C Spire notes that the digital divide between cities and rural areas remains a substantial burden for those living in less populated communities. An FCC report released at the end of 2018 concluded that more than 19.4 million U.S. residents still lacked basic broadband at the end of 2017.

RELATED: Editor’s Corner—Inside C Spire’s maverick strategy for fixed wireless

The problem is even more profound in Mississippi and Alabama, where nearly a third of rural resident have no access to basic broadband, according to C Spire. A 2017 study by Mississippi State University concluded that fixed broadband coverage and adoption in the the state’s rural communities would generate about $750 million in economic benefits per year and nearly $2 billion during the next 15 years.

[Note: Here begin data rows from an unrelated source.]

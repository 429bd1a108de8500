//! High-level contact management API.
//!
//! This module provides the [`ContactManager`] which wires the contact
//! store to reconciliation, profile enrichment, follow list publishing,
//! sender resolution and the avatar cache behind one API.
//!
//! # Visibility Model
//!
//! - A contact is *public* for an owner when it is part of the owner's
//!   published follow list, *private* otherwise
//! - Every visibility change re-publishes the complete follow list
//! - A failed publish never rolls back the local change

use std::path::Path;
use std::sync::{Arc, PoisonError, RwLock};

use nostr::Keys;

use super::error::{ContactsError, Result};
use super::storage::ContactStorage;
use super::types::{Contact, ContactEntry};
use crate::config::CoreConfig;
use crate::decrypt::{
    DecryptionError, DecryptionResolver, Decryptor, InboundMessage, Nip44Decryptor, Resolution,
};
use crate::image_cache::{AvatarRequest, ImageCache, ImageFetcher, LoadReport};
use crate::nostr::normalize_pubkey;
use crate::privacy::{PrivacyPublisher, PublishOutcome};
use crate::profile::ProfileEnricher;
use crate::reconcile::{ReconciliationEngine, RefreshSummary};
use crate::relay::RelayClient;
use crate::services::{FollowListPublisher, FollowListSource, ProfileSource};

/// External collaborators of a [`ContactManager`].
#[derive(Clone)]
pub struct ContactServices {
    /// Follow list reads.
    pub follows: Arc<dyn FollowListSource>,
    /// Profile metadata reads.
    pub profiles: Arc<dyn ProfileSource>,
    /// Follow list publishing.
    pub publisher: Arc<dyn FollowListPublisher>,
    /// Avatar downloads.
    pub images: Arc<dyn ImageFetcher>,
}

impl ContactServices {
    /// Uses one relay client for every relay-facing role.
    #[must_use]
    pub fn from_relay(relay: Arc<RelayClient>, images: Arc<dyn ImageFetcher>) -> Self {
        Self {
            follows: relay.clone(),
            profiles: relay.clone(),
            publisher: relay,
            images,
        }
    }
}

/// High-level API for the contact list.
///
/// Must be created inside a Tokio runtime: the avatar cache spawns its
/// persistence task on construction.
///
/// # Example
///
/// ```ignore
/// use std::path::Path;
/// use nostrmail_core::contacts::ContactManager;
///
/// let manager = ContactManager::new(Path::new("/data/nostrmail"), config, services)?;
/// manager.set_keys(Some(keys));
/// let summary = manager.refresh_contacts(&owner).await;
/// println!("{}", summary.message());
/// ```
pub struct ContactManager {
    storage: Arc<ContactStorage>,
    images: Arc<ImageCache>,
    publisher: Arc<PrivacyPublisher>,
    engine: ReconciliationEngine,
    resolver: RwLock<Option<Arc<DecryptionResolver>>>,
}

impl ContactManager {
    /// Creates a contact manager storing its database under `data_dir`.
    ///
    /// # Errors
    ///
    /// Returns an error if the directory or database cannot be created.
    pub fn new(data_dir: &Path, config: CoreConfig, services: ContactServices) -> Result<Self> {
        std::fs::create_dir_all(data_dir)
            .map_err(|e| ContactsError::Storage(format!("Failed to create data directory: {e}")))?;

        let storage = ContactStorage::new(&data_dir.join("contacts.db"))?;
        Self::with_storage(Arc::new(storage), config, services)
    }

    /// Creates a contact manager backed by an in-memory database.
    ///
    /// # Errors
    ///
    /// Returns an error if initialization fails.
    #[cfg(any(test, feature = "test-utils"))]
    pub fn in_memory(config: CoreConfig, services: ContactServices) -> Result<Self> {
        Self::with_storage(Arc::new(ContactStorage::in_memory()?), config, services)
    }

    fn with_storage(
        storage: Arc<ContactStorage>,
        config: CoreConfig,
        services: ContactServices,
    ) -> Result<Self> {
        let images = ImageCache::new(storage.clone(), services.images, config.image_cache)
            .map_err(|e| ContactsError::Storage(e.to_string()))?;

        let enricher = Arc::new(ProfileEnricher::new(
            storage.clone(),
            services.profiles,
            Some(images.clone()),
            config.profile,
        ));

        let publisher = Arc::new(PrivacyPublisher::new(
            storage.clone(),
            services.publisher,
            config.relays,
        ));

        let engine = ReconciliationEngine::new(
            storage.clone(),
            services.follows,
            enricher,
            publisher.clone(),
            config.reconcile,
        );

        Ok(Self {
            storage,
            images,
            publisher,
            engine,
            resolver: RwLock::new(None),
        })
    }

    /// Installs the account keys used for signing and decryption.
    ///
    /// Passing `None` removes them.
    pub fn set_keys(&self, keys: Option<Keys>) {
        let decryptor = keys
            .clone()
            .map(|k| Arc::new(Nip44Decryptor::new(k)) as Arc<dyn Decryptor>);
        self.publisher.set_signer(keys);
        self.install_decryptor(decryptor);
    }

    /// Replaces the decrypt primitive, keeping the signer as is.
    pub fn set_decryptor(&self, decryptor: Arc<dyn Decryptor>) {
        self.install_decryptor(Some(decryptor));
    }

    fn install_decryptor(&self, decryptor: Option<Arc<dyn Decryptor>>) {
        let resolver = decryptor.map(|d| Arc::new(DecryptionResolver::new(self.storage.clone(), d)));
        *self.resolver.write().unwrap_or_else(PoisonError::into_inner) = resolver;
    }

    /// The underlying contact store.
    #[must_use]
    pub fn storage(&self) -> &ContactStorage {
        &self.storage
    }

    // ==================== Contact Operations ====================

    /// Returns every contact with its visibility for `owner`.
    ///
    /// # Errors
    ///
    /// Returns an error if the owner pubkey is invalid or storage fails.
    pub fn get_all_contacts(&self, owner: &str) -> Result<Vec<ContactEntry>> {
        let owner = normalize_pubkey(owner)?;
        self.storage.get_contacts_for_owner(&owner)
    }

    /// Returns one contact with its visibility for `owner`.
    ///
    /// # Errors
    ///
    /// Returns an error if a pubkey is invalid or storage fails.
    pub fn get_contact(&self, owner: &str, pubkey: &str) -> Result<Option<ContactEntry>> {
        let owner = normalize_pubkey(owner)?;
        let pubkey = normalize_pubkey(pubkey)?;

        let Some(contact) = self.storage.get_contact(&pubkey)? else {
            return Ok(None);
        };
        let is_public = self
            .storage
            .get_relationship(&owner, &pubkey)?
            .is_some_and(|rel| rel.is_public);

        Ok(Some(ContactEntry { contact, is_public }))
    }

    /// Saves an explicit edit and sets its visibility for `owner`.
    ///
    /// An empty display name falls back to the short pubkey. The cached
    /// avatar survives only if the picture URL is unchanged.
    ///
    /// # Errors
    ///
    /// Returns an error if a pubkey is invalid or storage fails. A failed
    /// publish is reported in the returned outcome, not as an error.
    pub async fn save_contact(
        &self,
        owner: &str,
        mut contact: Contact,
        is_public: bool,
    ) -> Result<PublishOutcome> {
        let owner = normalize_pubkey(owner)?;
        contact.pubkey = normalize_pubkey(&contact.pubkey)?;
        let now = chrono::Utc::now().timestamp();

        if contact.display_name.trim().is_empty() {
            contact.display_name = Contact::placeholder(&contact.pubkey, now).display_name;
        }

        match self.storage.get_contact(&contact.pubkey)? {
            Some(existing) => {
                contact.created_at = existing.created_at;
                contact.picture_cache = if existing.picture_url == contact.picture_url {
                    existing.picture_cache
                } else {
                    None
                };
            }
            None => {
                contact.created_at = now;
                contact.picture_cache = None;
            }
        }
        contact.updated_at = now;

        self.storage.save_contact(&contact)?;
        let changed = self
            .storage
            .set_visibility(&owner, &contact.pubkey, is_public, now)?;

        if let (Some(url), None) = (&contact.picture_url, &contact.picture_cache) {
            self.images.enqueue(contact.pubkey.clone(), url.clone());
        }

        Ok(self.after_visibility_change(&owner, changed).await)
    }

    /// Moves a contact in or out of `owner`'s public follow list.
    ///
    /// # Errors
    ///
    /// Returns [`ContactsError::ContactNotFound`] for an unknown contact,
    /// or an error if a pubkey is invalid or storage fails.
    pub async fn toggle_contact_privacy(
        &self,
        owner: &str,
        pubkey: &str,
        is_public: bool,
    ) -> Result<PublishOutcome> {
        let owner = normalize_pubkey(owner)?;
        let pubkey = normalize_pubkey(pubkey)?;

        if self.storage.get_contact(&pubkey)?.is_none() {
            return Err(ContactsError::ContactNotFound(pubkey));
        }

        let now = chrono::Utc::now().timestamp();
        let changed = self
            .storage
            .set_visibility(&owner, &pubkey, is_public, now)?;

        tracing::info!(
            "Contact {pubkey} set {} for {owner}",
            if is_public { "public" } else { "private" }
        );

        Ok(self.after_visibility_change(&owner, changed).await)
    }

    /// Deletes a private contact.
    ///
    /// The contact row is shared by every owner on this device, so the
    /// deletion is refused while any of them follows it publicly.
    ///
    /// # Errors
    ///
    /// Returns [`ContactsError::ContactIsPublic`] if `owner` or another
    /// owner follows the contact publicly, [`ContactsError::ContactNotFound`]
    /// if it does not exist.
    pub async fn delete_contact(&self, owner: &str, pubkey: &str) -> Result<()> {
        let owner = normalize_pubkey(owner)?;
        let pubkey = normalize_pubkey(pubkey)?;

        if !self.storage.delete_contact(&pubkey)? {
            return Err(ContactsError::ContactNotFound(pubkey));
        }
        tracing::info!("Contact {pubkey} deleted by {owner}");

        if let Err(e) = self.images.evict(&pubkey).await {
            tracing::warn!("Avatar for deleted contact {pubkey} not evicted: {e}");
        }
        Ok(())
    }

    /// Records a sender seen in mail.
    ///
    /// Creates a private placeholder carrying `address` for an unknown
    /// pubkey, or fills the address of a known contact that has none.
    /// Returns `true` if a contact was created.
    ///
    /// # Errors
    ///
    /// Returns an error if the pubkey is invalid or storage fails.
    pub fn observe_sender(&self, pubkey: &str, address: &str) -> Result<bool> {
        let pubkey = normalize_pubkey(pubkey)?;
        let address = address.trim();
        let now = chrono::Utc::now().timestamp();

        let mut placeholder = Contact::placeholder(&pubkey, now);
        if !address.is_empty() {
            placeholder.email = Some(address.to_string());
        }
        if self.storage.insert_contact_if_absent(&placeholder)? {
            tracing::debug!("New contact {pubkey} observed from mail");
            return Ok(true);
        }

        if !address.is_empty() {
            if let Some(mut existing) = self.storage.get_contact(&pubkey)? {
                if existing.email.is_none() {
                    existing.email = Some(address.to_string());
                    existing.updated_at = now;
                    self.storage.save_contact(&existing)?;
                }
            }
        }
        Ok(false)
    }

    // ==================== Follow List Operations ====================

    /// Reconciles `owner`'s contacts with their published follow list.
    ///
    /// Never fails: problems are reported inside the summary.
    pub async fn refresh_contacts(&self, owner: &str) -> RefreshSummary {
        match normalize_pubkey(owner) {
            Ok(owner) => self.engine.refresh(&owner).await,
            Err(e) => RefreshSummary::aborted(e.into()),
        }
    }

    /// Re-publishes `owner`'s follow list from local state.
    ///
    /// # Errors
    ///
    /// Returns an error if the owner pubkey is invalid.
    pub async fn resync_follow_list(&self, owner: &str) -> Result<PublishOutcome> {
        let owner = normalize_pubkey(owner)?;
        Ok(self.publisher.publish(&owner).await)
    }

    async fn after_visibility_change(&self, owner: &str, changed: bool) -> PublishOutcome {
        if changed {
            self.publisher.publish(owner).await
        } else {
            PublishOutcome::NotNeeded
        }
    }

    // ==================== Decryption ====================

    /// Decrypts an inbound message, resolving its sender key.
    ///
    /// # Errors
    ///
    /// Returns [`DecryptionError::KeysUnavailable`] before keys are set,
    /// otherwise see [`DecryptionResolver::resolve`].
    pub fn resolve_and_decrypt(
        &self,
        message: &InboundMessage,
    ) -> std::result::Result<Resolution, DecryptionError> {
        let resolver = self
            .resolver
            .read()
            .unwrap_or_else(PoisonError::into_inner)
            .clone()
            .ok_or(DecryptionError::KeysUnavailable)?;
        resolver.resolve(message)
    }

    // ==================== Avatars ====================

    /// Initial avatar load for `owner`'s contact list.
    ///
    /// # Errors
    ///
    /// Returns an error if the owner pubkey is invalid or storage fails.
    pub async fn load_avatars(&self, owner: &str) -> Result<LoadReport> {
        let requests = self
            .get_all_contacts(owner)?
            .into_iter()
            .filter_map(|entry| {
                let url = entry.contact.picture_url?;
                Some(AvatarRequest::new(entry.contact.pubkey, url))
            })
            .collect();

        Ok(self.images.load_initial(requests).await)
    }

    /// Loads avatars for rows scrolled into view.
    pub async fn avatars_visible(&self, requests: Vec<AvatarRequest>) -> LoadReport {
        self.images.on_visible(requests).await
    }

    /// Cached avatar of a contact as a `data:` URL, if valid.
    ///
    /// # Errors
    ///
    /// Returns an error if the pubkey is invalid or storage fails.
    pub async fn avatar(&self, pubkey: &str) -> Result<Option<String>> {
        let pubkey = normalize_pubkey(pubkey)?;
        let Some(contact) = self.storage.get_contact(&pubkey)? else {
            return Ok(None);
        };

        Ok(self
            .images
            .get(&pubkey, contact.picture_url.as_deref())
            .await
            .map(|entry| entry.data_url()))
    }

    /// Waits until queued avatar writes have reached the database.
    ///
    /// # Errors
    ///
    /// Returns an error if the avatar writer has stopped.
    pub async fn flush(&self) -> Result<()> {
        self.images
            .flush()
            .await
            .map_err(|e| ContactsError::Storage(e.to_string()))
    }
}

“Our nation’s broadband adoption gap is a solvable problem that will not be limited in the next few years by the coming breadth of new technologies themselves, but rather how well we facilitate them to scale at the edge,” Craig Sparks, S Spire’s chief innovation officer, said in a prepared statement. C Spire and its partners are going to begin testing and sharing findings through a series of studies during the next 18 months in Mississippi and Alabama.

The rural broadband initiative is set to begin this week with technical discussions at a workshop in New Orleans. The consortium says it will provide more details about initial trial technologies and markets at Mobile World Congress in Barcelona next month.